Cleaning the dishes is a mundane, everyday task, but it can be so much more. Charlotte Muru-Lanning explains how hand-washing dishes can become a delightful ritual.
I wash at least three batches of dishes a day. Dirty plates, pots, cutlery, chopping boards, bowls, a French press and Tupperware go into the sink dirty and come out reborn. They dry on a Kmart dish rack with the help of the sun. And then I put them away. Eat, drink, repeat.
Around 40 minutes of my day is spent dealing with dishes. That’s 10 whole days a year with my hands immersed in Sunlight-soap-spiked water – and I’m aware this pales in comparison to the time many others spend on the task. It’s an amount of time that women who have rallied against the drudgery of housework might describe as “hatefully monotonous”. And while I agree that domestic labour is grossly undervalued, in my own day to day life I find that among the cacophony of dystopian-like news headlines, there’s solace in the mundane.

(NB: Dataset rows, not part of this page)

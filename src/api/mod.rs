//! This mod is meant to hold most of the code for the library's client-facing API.
mod client;
mod options;
mod outcome_stream;
mod wiring;

pub use client::PaxosClient;
pub use options::PaxosOptions;
pub use outcome_stream::OutcomeStream;
pub use wiring::try_create_paxos_client;
pub use wiring::PaxosClientConfig;
pub use wiring::PaxosClientCreationError;

// So the acceptor/learner can publish outcomes.
pub(crate) use outcome_stream::OutcomePublisher;
use crate::actor::WeakActorClient;
use crate::api::OutcomePublisher;
use crate::commitlog::{LogStorage, Offset};
use crate::failure_detector::FailureDetector;
use crate::messages::{
    decode_packet, encode_packet, Accept, Begin, Classification, Collect, Last, Learned, Need, NodeId, OldRound, Packet,
    PaxosMessage, Proposal, Round, SeqNum, NO_ROUND,
};
use crate::replica::acceptor::checkpoint::CheckpointHandle;
use crate::replica::acceptor::recovery::{Recovery, RecoveryWindow};
use crate::replica::acceptor::{streamer, Watermark};
use crate::replica::timers::ActorTimerHandle;
use crate::replica::{AcceptorState, Outcome, StorageFault, TimerTick, VoteOutcome};
use crate::transport::{Destination, Transport};
use std::collections::{HashMap, VecDeque};
use std::sync::Arc;
use tokio::time::{Duration, Instant};

pub(crate) struct AcceptorLearnerConfig {
    pub(crate) logger: slog::Logger,
    pub(crate) transport: Arc<dyn Transport>,
    pub(crate) storage: Arc<dyn LogStorage>,
    pub(crate) failure_detector: FailureDetector,
    pub(crate) outcome_publisher: OutcomePublisher,
    pub(crate) actor_client: WeakActorClient,
    pub(crate) leader_lease: Duration,
    pub(crate) recovery_grace_period: Duration,
}

/// AcceptorLearner is the acceptor and learner roles of one replica. It answers leaders, keeps
/// the durable log, tracks the watermark of contiguous decisions, and fills gaps in its history
/// by asking peers to stream their log.
///
/// Every state change is written to the log before it becomes visible to anyone else.
pub(crate) struct AcceptorLearner {
    logger: slog::Logger,
    local: NodeId,
    transport: Arc<dyn Transport>,
    storage: Arc<dyn LogStorage>,
    failure_detector: FailureDetector,
    outcome_publisher: OutcomePublisher,
    actor_client: WeakActorClient,
    leader_lease: Duration,
    recovery_grace_period: Duration,

    watermark: Watermark,
    last_collect: Option<Collect>,
    // Accepted Begins for instances above the watermark.
    cached_begins: HashMap<SeqNum, Begin>,
    last_leader_action: Option<Instant>,
    recovery: Option<Recovery>,
    out_of_date: bool,
    // Instances at or below this may have been discarded from the log.
    log_floor: SeqNum,
    watchdog_generation: u64,
    stats: Stats,
}

#[derive(Default)]
struct Stats {
    ignored_collects: u64,
    received_heartbeats: u64,
}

When it comes to a meal, there’s so much emphasis on the recipe, the cooking, the ingredients and the eating. There are thousands of books and TV shows dedicated to doing (and enjoying) each of these to the best of our ability. But to me, washing dishes – though largely disregarded and sometimes loathed – is as much a part of the meal as all the rest. If a meal were a film, dishes would be the final scene.
At least part of my love for hand-washing dishes is a necessary response to my absolute hatred for dishwashers. Every time I’m told how lucky we are to have a dishwasher in our flat, I consider the myriad condiments or canned goods that space could have instead housed. It’s pretty clear these machines severely over-promise the amount of labour they actually save. If appliances could talk to each other, the dishwasher would be the laughing stock of the household.
I am constantly being assured that dishwashers are more convenient and environmentally friendly. But these are rumours I find difficult to believe when you take into account all the rinsing, re-washing and bending over, the permanently-stained glasses, the careful stacking, and all the electricity and water they seem to involve. Mugs come out somehow too dry, Tupperware emerges oily and covered in dew. Not to mention that the dishwasher puts necessary equipment like the colander or spatula out of action for the two hours they’re trapped inside that giant cube.
If you’re rinsing your dishes before putting them in the dishwasher, you’re halfway to having a clean dish anyway.
The dishwasher is to the kitchen sink what the CD player is to the record player. One is replete with warmth and tangibleness, the other is mechanical and hides the task out of sight.
There’s a tactile rhythm to washing the dishes by hand, which, despite the clatter, can be meditative and perfectly solitary. It’s one of the rare household chores that can be done standing still and without bending over. Doing the dishes is a time for clarity and both literal and figurative digestion. This is especially true if you manage to clean your dishes as you cook – washing the mixing bowls and chopping knives as you wait for water to boil or rice to finish steaming. Your meal will taste immensely better if the majority of your dishes are done before you sit down to eat.
At the same time, washing dishes can be delightfully raucous when shared among a group of dinner guests, flatmates or family members – each vying for a dish to wash, dry or put away. And each finessing their tea towel flicks. There’s a satisfaction in tactically chipping away at a task in such a way that each person’s pace is set in response to those around them. If you’ve spent time in a marae kitchen, you’ll know there’s comfort and purpose to be found in helping with the dishes.
It would be remiss of me to talk about dishes without a mention of feminism. The kitchen has for a long time been used to help engineer society in terms of gender, class and race. And domestic work like cleaning dishes has helped trap women within the unpaid, domestic sphere. “Innovations” like the dishwasher, celebrated for liberating women from household drudgery, often instead added complexity, helped to justify the expectation of balancing paid work with running a family home, and in some cases, relied on women who are very often non-white and poor to do those jobs instead. For that reason, I’d argue that in the case of dish washing, it’s not the task that’s bad, it’s the way the task has been socialised. The solution to that is a communal approach to doing the dishes. Helpfully, few household tasks are better suited to reciprocity than this one.
Hand-washing the dishes can be a beautiful synergy of organic flow if done right. It can be as easy as putting away a few of your flatmate’s dry dishes before adding yours to the drying rack, or picking up the tea towel at the end of a meal enjoyed at someone else’s place. It’s about sharing the load.
A few tips to elevate your dish washing:
- Start with the cleanest items
- Rinse off the suds
- If you can help it, don’t stack things in the sink
- Air-dry dishes upside down or on an angle
- Find yourself a well-designed dish rack
- Try not to leave your dishes till the next day
- Dish brushes are annoying – use a scrubby cloth instead. I’m a huge fan of Korean crochet dish sponges.
- Swap out those wispy tea towels for a few good ones. You can often find good quality retro ones on Trade Me or in op shops.
- If you don’t need to fill a whole sink pop a bowl in the sink instead.
- Use gloves or keep a bottle of hand cream by the sink.